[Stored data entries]
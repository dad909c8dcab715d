pub mod capability;
pub mod layout;
pub mod width;

use proc_macro2::Span;
use syn::{Attribute, Ident};
use thiserror::Error;

use crate::{
    build::{
        id::{IdBuilder, IdSettings},
        kind::KindVariant,
        Visibility,
    },
    diagnostics::Diagnostics,
};
use capability::Capabilities;
use layout::{Layout, PayloadOverlay};
use width::WidthPlan;

#[derive(Debug, Error)]
pub enum SolvingError {
    #[error("no kinds were declared, declare at least one kind or use `allow_empty`")]
    NoKinds,
    #[error("payload too large: the largest payload is {largest} bytes, payloads must stay under 8 bytes when more than one kind shares the identifier, and can never exceed 16 bytes")]
    PayloadTooLarge { largest: usize },
    #[error("no room left for a discriminant: total width is {total} bytes and the payload takes {payload}")]
    NoDiscriminantRoom { total: usize, payload: usize },
    #[error("Kind `{kind}` has a {size} byte payload which overlaps the discriminant starting at byte {offset}")]
    Overlap {
        kind: String,
        size: usize,
        offset: usize,
    },
    #[error("No unsigned integer type is {0} bytes wide")]
    RawWidth(usize),
}

impl From<SolvingError> for syn::Error {
    fn from(value: SolvingError) -> Self {
        syn::Error::new(Span::call_site(), format!("{value}"))
    }
}

/// A kind with everything needed to generate code for it.
#[derive(Debug, Clone)]
pub struct SolvedKind {
    pub kind: KindVariant,
    /// Index in assignment order.
    pub discriminant: u64,
    pub overlay: PayloadOverlay,
    pub capabilities: Capabilities,
}

/// Output of the solving stages, input of the type emitter.
#[derive(Debug)]
pub struct Solved {
    pub name: Ident,
    pub vis: Visibility,
    pub docs: Vec<Attribute>,
    pub settings: IdSettings,
    pub layout: Layout,
    pub kinds: Vec<SolvedKind>,
    pub diagnostics: Diagnostics,
}

impl Solved {
    /// The single kind of an identifier without a discriminant field, if it has one.
    pub fn degenerate_kind(&self) -> Option<&SolvedKind> {
        if self.layout.discriminant.is_some() {
            None
        } else {
            self.kinds.first()
        }
    }

    /// Longest kind name, used for text capacity.
    pub fn longest_name(&self) -> usize {
        self.kinds
            .iter()
            .map(|k| k.kind.name_text().len())
            .max()
            .unwrap_or(0)
    }
}

impl TryFrom<IdBuilder> for Solved {
    type Error = syn::Error;

    fn try_from(value: IdBuilder) -> Result<Self, Self::Error> {
        let IdBuilder {
            name,
            vis,
            docs,
            settings,
            mut kinds,
            mut diagnostics,
        } = value;
        let sizes: Vec<usize> = kinds.iter().map(|k| k.payload_size).collect();
        let max_order = kinds.iter().map(|k| k.declared_order).max().unwrap_or(0);
        let plan = WidthPlan::solve(&sizes, max_order, settings.width, settings.allow_empty)?;
        if plan.kept < kinds.len() {
            for dropped in kinds.split_off(plan.kept) {
                diagnostics.warn(
                    dropped.span(),
                    format!(
                        "kind `{}` was dropped, a {} byte discriminant can only address {} kinds",
                        dropped.variant,
                        plan.discriminant_width,
                        plan.kept
                    ),
                );
            }
        }
        let layout = Layout::build(&plan, &kinds)?;
        let mut solved_kinds = Vec::with_capacity(kinds.len());
        for ((discriminant, kind), overlay) in (0u64..).zip(kinds).zip(layout.overlays.iter()) {
            let capabilities = Capabilities::probe(&kind)?;
            solved_kinds.push(SolvedKind {
                kind,
                discriminant,
                overlay: *overlay,
                capabilities,
            });
        }
        Ok(Self {
            name,
            vis,
            docs,
            settings,
            layout,
            kinds: solved_kinds,
            diagnostics,
        })
    }
}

» Goal of the exercise
Give the number of lines in the data that contain the string "Debug", and nothing else.

» Solution for this task
3